__WHAT IS NEEDED__. From the listing below, copy each line where "label" occurs.

__INPUT DATA__.

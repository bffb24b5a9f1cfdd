//! Snapshot persistence for the status store, with file locking.
//!
//! The store itself never touches the filesystem. Hosts that want to keep
//! state between runs save and load a JSON snapshot of the registry and
//! event log through these helpers.
//!
//! Every access goes through an advisory lock on a sidecar file next to the
//! snapshot (`state.json.lock` for `state.json`). The snapshot itself is
//! replaced by rename on every save, so it cannot carry the lock. Readers
//! take the lock shared; [`StatusStore::update`] holds it exclusively across
//! the whole load, modify and save sequence so concurrent writers never
//! overwrite each other.

use crate::{Error, Result, StatusStore};
use fs2::FileExt;
use std::fs::{File, OpenOptions};
use std::io::{Read, Write};
use std::path::{Path, PathBuf};
use tempfile::NamedTempFile;

/// Sidecar lock file guarding the snapshot at `path`
fn lock_path(path: &Path) -> PathBuf {
    let mut name = path
        .file_name()
        .map(|n| n.to_os_string())
        .unwrap_or_else(|| "state".into());
    name.push(".lock");
    path.with_file_name(name)
}

fn open_lock(path: &Path) -> Result<File> {
    let parent = parent_dir(path)?;
    std::fs::create_dir_all(parent)?;

    let file = OpenOptions::new()
        .create(true)
        .truncate(false)
        .read(true)
        .write(true)
        .open(lock_path(path))?;
    Ok(file)
}

fn parent_dir(path: &Path) -> Result<&Path> {
    path.parent()
        .ok_or_else(|| Error::State(format!("state path {} has no parent", path.display())))
}

impl StatusStore {
    /// Load a store snapshot under a shared lock
    ///
    /// Returns an empty store if the file doesn't exist. A file that exists
    /// but cannot be parsed is an error: medication history is never
    /// silently replaced with defaults.
    pub fn load(path: &Path) -> Result<Self> {
        if !path.exists() {
            tracing::info!("No state file found at {:?}, starting empty", path);
            return Ok(Self::default());
        }

        let lock = open_lock(path)?;
        lock.lock_shared()?;
        let store = Self::read_snapshot(path);
        lock.unlock()?;
        store
    }

    /// Save a store snapshot under an exclusive lock
    ///
    /// Atomically writes state by:
    /// 1. Writing to a temp file in the same directory
    /// 2. Syncing to disk
    /// 3. Renaming over the original
    pub fn save(&self, path: &Path) -> Result<()> {
        let lock = open_lock(path)?;
        lock.lock_exclusive()?;
        let saved = self.write_snapshot(path);
        lock.unlock()?;
        saved
    }

    /// Load state, modify it, and save it back
    ///
    /// The exclusive lock is held from the read until the new snapshot is
    /// in place, so ids handed out by `f` stay unique across processes.
    /// Nothing is written when `f` fails, so rejected mutations never reach
    /// disk.
    pub fn update<F, T>(path: &Path, f: F) -> Result<T>
    where
        F: FnOnce(&mut StatusStore) -> Result<T>,
    {
        let lock = open_lock(path)?;
        lock.lock_exclusive()?;

        let mut store = if path.exists() {
            Self::read_snapshot(path)?
        } else {
            Self::default()
        };
        let value = f(&mut store)?;
        store.write_snapshot(path)?;

        lock.unlock()?;
        Ok(value)
    }

    fn read_snapshot(path: &Path) -> Result<Self> {
        let mut contents = String::new();
        std::io::BufReader::new(File::open(path)?).read_to_string(&mut contents)?;

        let store = serde_json::from_str::<StatusStore>(&contents).map_err(|e| {
            tracing::warn!("Failed to parse state file {:?}: {}", path, e);
            Error::State(format!("corrupt state file {}: {}", path.display(), e))
        })?;

        tracing::debug!(
            "Loaded {} medications and {} dose events from {:?}",
            store.medications().len(),
            store.events().len(),
            path
        );
        Ok(store)
    }

    fn write_snapshot(&self, path: &Path) -> Result<()> {
        let temp = NamedTempFile::new_in(parent_dir(path)?)?;

        {
            let mut writer = std::io::BufWriter::new(temp.as_file());
            let contents = serde_json::to_string(self)?;
            writer.write_all(contents.as_bytes())?;
            writer.flush()?;
        }

        temp.as_file().sync_all()?;
        temp.persist(path).map_err(|e| Error::Io(e.error))?;

        tracing::debug!("Saved state to {:?}", path);
        Ok(())
    }
}

#[cfg(test)]
mod tests {
    use super::*;
    use crate::dates::parse_date;
    use crate::{Frequency, TimeSlot};

    fn slot(label: &str) -> TimeSlot {
        TimeSlot::new(label).unwrap()
    }

    fn sample_store() -> StatusStore {
        let mut store = StatusStore::new();
        let med = store
            .add_medication("Aspirin", "100mg", vec![slot("Morning")], Frequency::Weekly)
            .unwrap();
        store
            .record_dose(med.id, parse_date("2024-01-01").unwrap(), slot("Morning"), true)
            .unwrap();
        store
    }

    #[test]
    fn test_save_and_load_roundtrip() {
        let temp_dir = tempfile::tempdir().unwrap();
        let state_path = temp_dir.path().join("state.json");

        let store = sample_store();
        store.save(&state_path).unwrap();

        let loaded = StatusStore::load(&state_path).unwrap();
        assert_eq!(loaded, store);
        assert_eq!(
            loaded.medications()[0].first_taken,
            Some(parse_date("2024-01-01").unwrap())
        );
    }

    #[test]
    fn test_load_nonexistent_returns_empty() {
        let temp_dir = tempfile::tempdir().unwrap();
        let state_path = temp_dir.path().join("nonexistent.json");

        let store = StatusStore::load(&state_path).unwrap();
        assert!(store.medications().is_empty());
        assert!(store.events().is_empty());
    }

    #[test]
    fn test_corrupted_state_is_an_error() {
        let temp_dir = tempfile::tempdir().unwrap();
        let state_path = temp_dir.path().join("corrupted.json");
        std::fs::write(&state_path, "{ invalid json }").unwrap();

        let result = StatusStore::load(&state_path);
        assert!(matches!(result, Err(Error::State(_))));
        // The corrupt file is left in place for manual recovery
        assert!(state_path.exists());
    }

    #[test]
    fn test_update_pattern() {
        let temp_dir = tempfile::tempdir().unwrap();
        let state_path = temp_dir.path().join("state.json");

        let med = StatusStore::update(&state_path, |store| {
            store.add_medication("Metformin", "500mg", vec![slot("Evening")], Frequency::Daily)
        })
        .unwrap();

        let loaded = StatusStore::load(&state_path).unwrap();
        assert_eq!(loaded.medication(med.id), Some(&med));
    }

    #[test]
    fn test_failed_update_writes_nothing() {
        let temp_dir = tempfile::tempdir().unwrap();
        let state_path = temp_dir.path().join("state.json");

        let result = StatusStore::update(&state_path, |store| {
            store.add_medication("", "500mg", vec![slot("Evening")], Frequency::Daily)
        });

        assert!(matches!(result, Err(Error::Validation(_))));
        assert!(!state_path.exists());
    }

    #[test]
    fn test_atomic_save() {
        let temp_dir = tempfile::tempdir().unwrap();
        let state_path = temp_dir.path().join("state.json");

        sample_store().save(&state_path).unwrap();

        // Only the snapshot and its lock file remain, no stray temp files
        assert!(state_path.exists());
        let mut names: Vec<_> = std::fs::read_dir(temp_dir.path())
            .unwrap()
            .filter_map(|e| e.ok())
            .map(|e| e.file_name().to_string_lossy().into_owned())
            .collect();
        names.sort();
        assert_eq!(names, vec!["state.json", "state.json.lock"]);
    }

    #[test]
    fn test_lock_path_is_sidecar() {
        assert_eq!(
            lock_path(Path::new("/data/medtrack/state.json")),
            PathBuf::from("/data/medtrack/state.json.lock")
        );
    }

    #[test]
    fn test_concurrent_updates_keep_every_medication() {
        let temp_dir = tempfile::tempdir().unwrap();
        let state_path = temp_dir.path().join("state.json");

        let handles: Vec<_> = (0..8)
            .map(|i| {
                let state_path = state_path.clone();
                std::thread::spawn(move || {
                    StatusStore::update(&state_path, |store| {
                        store.add_medication(
                            &format!("Med {}", i),
                            "1mg",
                            vec![slot("Morning")],
                            Frequency::Daily,
                        )
                    })
                    .unwrap()
                })
            })
            .collect();

        let mut ids: Vec<u32> = handles
            .into_iter()
            .map(|h| h.join().unwrap().id.0)
            .collect();
        ids.sort();
        assert_eq!(ids, (1..=8).collect::<Vec<_>>());

        let loaded = StatusStore::load(&state_path).unwrap();
        assert_eq!(loaded.medications().len(), 8);
    }

    #[test]
    fn test_concurrent_doses_keep_every_event() {
        let temp_dir = tempfile::tempdir().unwrap();
        let state_path = temp_dir.path().join("state.json");
        sample_store().save(&state_path).unwrap();

        let handles: Vec<_> = (10..18)
            .map(|day| {
                let state_path = state_path.clone();
                std::thread::spawn(move || {
                    let date = parse_date(&format!("2024-01-{}", day)).unwrap();
                    StatusStore::update(&state_path, |store| {
                        store.record_dose(crate::MedicationId(1), date, slot("Morning"), true)
                    })
                    .unwrap();
                })
            })
            .collect();
        for handle in handles {
            handle.join().unwrap();
        }

        let loaded = StatusStore::load(&state_path).unwrap();
        // Sample day plus eight concurrent days
        assert_eq!(loaded.events().dates().count(), 9);
        assert_eq!(
            loaded.medications()[0].first_taken,
            Some(parse_date("2024-01-01").unwrap())
        );
    }
}
//! Calendar-date helpers.
//!
//! All dates in the system are `NaiveDate`s rendered as `YYYY-MM-DD`.
//! Nothing here reads the system clock; "today" is always passed in.

use crate::{Error, Result};
use chrono::{Datelike, NaiveDate};

/// Date format used for every key, argument and report column
pub const DATE_FORMAT: &str = "%Y-%m-%d";

/// Parse a `YYYY-MM-DD` string into a date
pub fn parse_date(s: &str) -> Result<NaiveDate> {
    NaiveDate::parse_from_str(s.trim(), DATE_FORMAT)
        .map_err(|e| Error::InvalidDate(format!("'{}': {}", s, e)))
}

/// Reject dates that lie after `today`
pub fn ensure_not_future(date: NaiveDate, today: NaiveDate) -> Result<()> {
    if date > today {
        return Err(Error::InvalidDate(format!(
            "{} is after today ({})",
            date, today
        )));
    }
    Ok(())
}

/// Number of days in the given month
pub fn days_in_month(year: i32, month: u32) -> u32 {
    let (next_year, next_month) = if month == 12 {
        (year + 1, 1)
    } else {
        (year, month + 1)
    };

    NaiveDate::from_ymd_opt(next_year, next_month, 1)
        .and_then(|first_of_next| first_of_next.pred_opt())
        .map(|last| last.day())
        .unwrap_or(28)
}

/// Build the date for `day` in the given month, clamping to the month's last day
pub fn clamped_day(year: i32, month: u32, day: u32) -> Option<NaiveDate> {
    let day = day.min(days_in_month(year, month));
    NaiveDate::from_ymd_opt(year, month, day)
}

/// The (year, month) pair following the given one
pub fn next_month(year: i32, month: u32) -> (i32, u32) {
    if month == 12 {
        (year + 1, 1)
    } else {
        (year, month + 1)
    }
}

__WRITTEN RESPONSE__.
    fn slot(label: &str) -> TimeSlot {
        TimeSlot::new(label).unwrap()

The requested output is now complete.